Silent Souls, the meditative third feature from Russian filmmaker Aleksey Fedorchenko, is described as a road movie, and it is, though the journey itself is as much ritual as it is travel. But it’s also a spiritual journey, a remembrance, a rumination on a life and a cultural identity, a symbolic odyssey that recalls the patient, poetic work of Andrei Tarkovsky in its long takes and imagery that seems to emerge from the mists, and an anthropological tour through the distinctive (and disappearing) culture of the Meryan people in West-Central Russia.
But back to the ritual. This road trip is a funeral procession of sorts, a farewell to a beloved young wife who died before her time by her grieving husband Miron (Yuriy Tsurilo). He’s the foreman of a paper mill in the small town of Neya and he asks his friend Aist (Igor Sergeev), a photographer at the mill, a writer and poet, and something of a cultural historian, to accompany him. After tenderly cleaning her body and lovingly adorning her “like a bride” (the scene is wordless and bereft of emotional display, but the tenderness and care reveal a well of feelings behind his focused attentions), they wrap her in a blanket and, accompanied by a pair of caged birds, take her to her journey back to the source.

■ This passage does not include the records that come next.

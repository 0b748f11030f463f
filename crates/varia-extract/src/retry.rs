//! Retry with backoff for run setup steps.

use std::future::Future;
use std::time::Duration;
use tracing::{error, warn};

/// Delay before attempt `attempt + 1`: doubles from `base`, capped at 8x.
#[must_use]
pub fn backoff_delay(base: Duration, attempt: u32) -> Duration {
    base * 2u32.pow(attempt.saturating_sub(1).min(3))
}

/// Retry a task with exponential backoff.
///
/// Attempts the task up to `max_attempts` times (at least once), sleeping
/// [`backoff_delay`] between attempts. Returns the last error once attempts
/// are exhausted.
pub async fn retry_with_backoff<F, Fut, T, E>(
    mut task_fn: F,
    max_attempts: u32,
    base_delay: Duration,
) -> Result<T, E>
where
    F: FnMut() -> Fut,
    Fut: Future<Output = Result<T, E>>,
    E: std::fmt::Display,
{
    let max_attempts = max_attempts.max(1);
    let mut attempt = 1;
    loop {
        match task_fn().await {
            Ok(result) => return Ok(result),
            Err(e) if attempt >= max_attempts => {
                error!("Task failed after {} attempts: {}", attempt, e);
                return Err(e);
            }
            Err(e) => {
                let delay = backoff_delay(base_delay, attempt);
                warn!(
                    "Task failed on attempt {}/{}: {}. Retrying in {:?}...",
                    attempt, max_attempts, e, delay
                );
                tokio::time::sleep(delay).await;
                attempt += 1;
            }
        }
    }
}

#[cfg(test)]
mod tests {
    use super::*;
    use std::sync::atomic::{AtomicU32, Ordering};
    use std::sync::Arc;

    #[test]
    fn test_backoff_delay_doubles_and_caps() {
        let base = Duration::from_millis(100);
        assert_eq!(backoff_delay(base, 1), Duration::from_millis(100));
        assert_eq!(backoff_delay(base, 2), Duration::from_millis(200));
        assert_eq!(backoff_delay(base, 4), Duration::from_millis(800));
        assert_eq!(backoff_delay(base, 10), Duration::from_millis(800));
    }

    #[tokio::test(start_paused = true)]
    async fn test_retry_with_backoff_succeeds_on_second_attempt() {
        let attempt_count = Arc::new(AtomicU32::new(0));
        let attempt_count_clone = attempt_count.clone();

        let task = || {
            let count = attempt_count_clone.clone();
            async move {
                let current = count.fetch_add(1, Ordering::SeqCst) + 1;
                if current < 2 {
                    Err("Transient error")
                } else {
                    Ok("Success")
                }
            }
        };

        let result = retry_with_backoff(task, 3, Duration::from_secs(2)).await;

        assert_eq!(result, Ok("Success"));
        assert_eq!(attempt_count.load(Ordering::SeqCst), 2);
    }

    #[tokio::test(start_paused = true)]
    async fn test_retry_with_backoff_exhausts_attempts() {
        let attempt_count = Arc::new(AtomicU32::new(0));
        let attempt_count_clone = attempt_count.clone();

        let task = || {
            let count = attempt_count_clone.clone();
            async move {
                count.fetch_add(1, Ordering::SeqCst);
                Err::<(), _>("Persistent error")
            }
        };

        let result = retry_with_backoff(task, 3, Duration::from_secs(2)).await;

        assert_eq!(result, Err("Persistent error"));
        assert_eq!(attempt_count.load(Ordering::SeqCst), 3);
    }

    #[tokio::test]
    async fn test_zero_attempts_still_runs_once() {
        let attempt_count = AtomicU32::new(0);
        let result = retry_with_backoff(
            || async {
                attempt_count.fetch_add(1, Ordering::SeqCst);
                Err::<(), _>("nope")
            },
            0,
            Duration::ZERO,
        )
        .await;
        assert!(result.is_err());
        assert_eq!(attempt_count.load(Ordering::SeqCst), 1);
    }
}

Aist narrates this odyssey by explaining the beliefs and the character of the Meryan people, who pride themselves on the unique heritage bestowed upon them by their Finnish ancestors who settled in this remote land. Neya is the center of this culture, or at least it was. It no longer exists, Aist explains. While the town appears to be slowly dying out from what we can see, the full meaning of his remark won’t be clear until journey’s end.